Während die beiden ROWE-BMW von Sheldon van der Linde (42 Punkte) und Timo Glock (6 Punkte) aber nur langsam in Fahrt kommen, hat sich Wittmann mit 94 Punkten zum dritten Platz in der Meisterschaft gehamstert. Neben Lucas Auer (50 Punkte) ist der zweifache DTM-Champion der einzige Fahrer im Feld, der an jedem der bisherigen Renntage Punkte auf seinem Konto verbuchen konnte.

Wittmann: Vor der Saison eher geringe Erwartungen

Dass Wittmann zuletzt auf der 'BMW-Hassstrecke' Zolder - wenn auch mit glücklichen Umständen samt Pole im wegen Timo Glock abgebrochenen Qualifying - sogar einen Sieg einfuhr, verblüffte die Konkurrenz ebenso sehr wie den 31-Jährigen selbst. Dabei war der Aufwärtstrend in den Qualifyings zuletzt enorm: In den ersten vier Zeitenjagden des Jahres verpasste Wittmann stets die Top-10, zuletzt holte er neben der Zolder-Pole drei dritte Startplätze!

"Ich hatte nicht erwartet, Dritter in der Meisterschaft zu sein", räumte der BMW-Werksfahrer ein. "Vor der Saison hatte ich eher geringe Erwartungen. Ich musste mich an den Wechsel aus dem Class-1-Auto in den GT3 gewöhnen und wir als Team mit nur einem Auto brauchten auch eine Weile. Seit Zolder konnten wir bei der Performance kräftig anziehen. Hoffentlich geht es so weiter." Mit Spielberg wartet nun Wittmanns Lieblingsstrecke, auf der er mit DTM-Prototypen zwei Rennen gewinnen konnte, dreimal aufs Podest sowie zu einer Pole Position fuhr.

Ferrari-Duo vor Red Bulls Heimspiel

Hoffnungen machen können sich auch die AF-Corse-Piloten Alex Albon und Liam Lawson, auf die in von Red Bull unterstützten Ferrari 488 GT3 quasi ein Heimspiel wartet.
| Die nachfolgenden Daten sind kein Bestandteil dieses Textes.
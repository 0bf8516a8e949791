//! Landing page: header, hero, partner strip, feature cards and the
//! application dialog.
//!
//! The page owns the dialog state. Every call-to-action on the page opens the
//! same dialog, optionally seeded with a vehicle.

use leads::ApplicationDialog;
use leptos::prelude::*;

use crate::components::application_modal::ApplicationModal;
use crate::components::feature_cards::financing_card::FinancingCard;
use crate::components::feature_cards::vehicle_search_card::VehicleSearchCard;
use crate::components::header::Header;
use crate::components::partners_section::PartnersSection;

#[component]
pub fn LandingPage() -> impl IntoView {
    let dialog = RwSignal::new(ApplicationDialog::default());
    provide_context(dialog);

    view! {
        <div class="landing">
            <Header/>

            <main class="landing__main">
                <section class="hero">
                    <h1 class="hero__title">"Автомобиль вашей мечты на выгодных условиях"</h1>
                    <p class="hero__lead">
                        "Подбор, проверка и финансирование автомобиля в одном месте."
                    </p>
                </section>

                <PartnersSection/>

                <section class="feature-grid">
                    <VehicleSearchCard/>
                    <FinancingCard/>
                </section>
            </main>

            <ApplicationModal dialog/>
        </div>
    }
}
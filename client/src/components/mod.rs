//! Reusable UI component modules.
//!
//! SYSTEM CONTEXT
//! ==============
//! Components render the landing-page chrome and the application dialog,
//! reading the dialog signal and the toast queue from Leptos context.

pub mod application_modal;
pub mod feature_cards;
pub mod header;
pub mod partners_section;
pub mod toaster;
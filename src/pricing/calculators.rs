//! Core pricing calculation functions.
//!
//! Pure functions for the pricing math - one per pipeline stage, no I/O.
//! Each stage takes the previous stage's output and returns a fresh value;
//! nothing here mutates shared state, so the whole pipeline is deterministic.

use chrono::{Datelike, NaiveDate};
use rust_decimal::prelude::*;
use rust_decimal::Decimal;
use rust_decimal_macros::dec;

use super::models::{BookingType, ItemCategory, LoyaltyTier, PaymentMethod, SeasonalWindow, TaxRegion};
use super::requests::Promotion;
use super::responses::{DiscountResult, FeeLine, FeeResult, TaxResult};

/// Total discount is clamped to this percentage.
pub const MAX_DISCOUNT_PERCENT: Decimal = dec!(30);

/// Fixed service fee applied to every booking.
pub const SERVICE_FEE: Decimal = dec!(10);

/// Surcharge rate (percent) for international bookings.
pub const INTERNATIONAL_SURCHARGE_PERCENT: Decimal = dec!(2.5);

/// Round to the given number of decimal places, half away from zero.
///
/// The final booking price is settled on the cent boundary with commercial
/// rounding (0.005 rounds up), not banker's rounding.
///
/// # Examples
/// ```
/// use rust_decimal_macros::dec;
/// use booking_pricing::pricing::round_money;
///
/// assert_eq!(round_money(dec!(585.795), 2), dec!(585.80));
/// assert_eq!(round_money(dec!(1.234), 2), dec!(1.23));
/// assert_eq!(round_money(dec!(-2.005), 2), dec!(-2.01));
/// ```
pub fn round_money(amount: Decimal, places: u32) -> Decimal {
    amount.round_dp_with_strategy(places, RoundingStrategy::MidpointAwayFromZero)
}

/// Calculate the base price from the category rate multiplier.
///
/// `base_rate x multiplier x quantity x duration`. Inputs are assumed to be
/// validated upstream; this stage performs no checks of its own.
pub fn calculate_base_price(
    category: ItemCategory,
    base_rate: Decimal,
    quantity: i32,
    duration: Decimal,
) -> Decimal {
    base_rate * category.multiplier() * Decimal::from(quantity) * duration
}

/// Apply the first matching seasonal window's multiplier, if any.
///
/// Windows are scanned in the given order and the scan stops at the first
/// match, so overlapping windows resolve by position. An empty list and a
/// no-match scan both leave the price unchanged.
pub fn apply_seasonal_pricing(
    base_price: Decimal,
    booking_date: NaiveDate,
    seasonal_rates: &[SeasonalWindow],
) -> Decimal {
    if seasonal_rates.is_empty() {
        return base_price;
    }

    let month = booking_date.month0();
    let day = booking_date.day();

    for season in seasonal_rates {
        if season.contains(month, day) {
            return base_price * season.multiplier;
        }
    }

    base_price
}
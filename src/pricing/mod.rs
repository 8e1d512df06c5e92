//! Booking pricing pipeline.
//!
//! Turns a single [`requests::BookingRequest`] into a final charge with a
//! fully itemized breakdown: base price, seasonal adjustment, discounts,
//! taxes and fees, applied in that fixed order.

pub mod calculators;
pub mod models;
pub mod requests;
pub mod responses;
pub mod services;

// Re-export commonly used items
pub use calculators::round_money;
pub use requests::BookingRequest;
pub use responses::BookingCalculationResult;
pub use services::calculate_booking_amount;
Der ausrangierte Formel-1-Fahrer Albon hat mit seinem Start/Ziel-Sieg auf dem Nürburgring Blut geleckt und belegt mit 82 Punkten den vierten Platz in der DTM-Tabelle. Auftaktsieger Lawson erlebte in der Eifel einen herben Rückschlag, ist nach zuvor einem Sieg und vier Podestplätzen aber immerhin noch Gesamtfünfter (80 Punkte).

"Spielberg ist knifflig", sagte Albon, der auf eine F1-Rückkehr hofft und seine Chancen mit guten Leistungen in der DTM erhöhen möchte, nach seinem Debütsieg. "BMW und Mercedes werden da stark sein. Aber die DTM ist unvorhersehbar und in Zolder hätte auch niemand erwartet, dass BMW stark ist."

Sieben Marken gingen bei der DTM auf dem Nürburgring an den Start, Foto: DTM
Sieben Marken gingen bei der DTM auf dem Nürburgring an den Start, Foto: DTM

Hallo, Kelvin: Wir erinnern uns!

Um diese Geschichte abzurunden: 2020 wurde übrigens Nico Müller nach neun Rennen Halbzeit-Meister der DTM, bevor Rene Rast - van der Lindes Kumpel und ehemaliger Teamkollege - ganze 52 Punkte aufholte und letztendlich zu seiner dritten Meisterschaft steuerte. Das wird der Audi-Werksfahrer sicherlich noch einmal im Detail erzählen, wenn er in Spielberg in die DTM zurückkehrt und das Geschehen bei seinem ersten Einsatz als TV-Experte für Sat.1 verfolgt.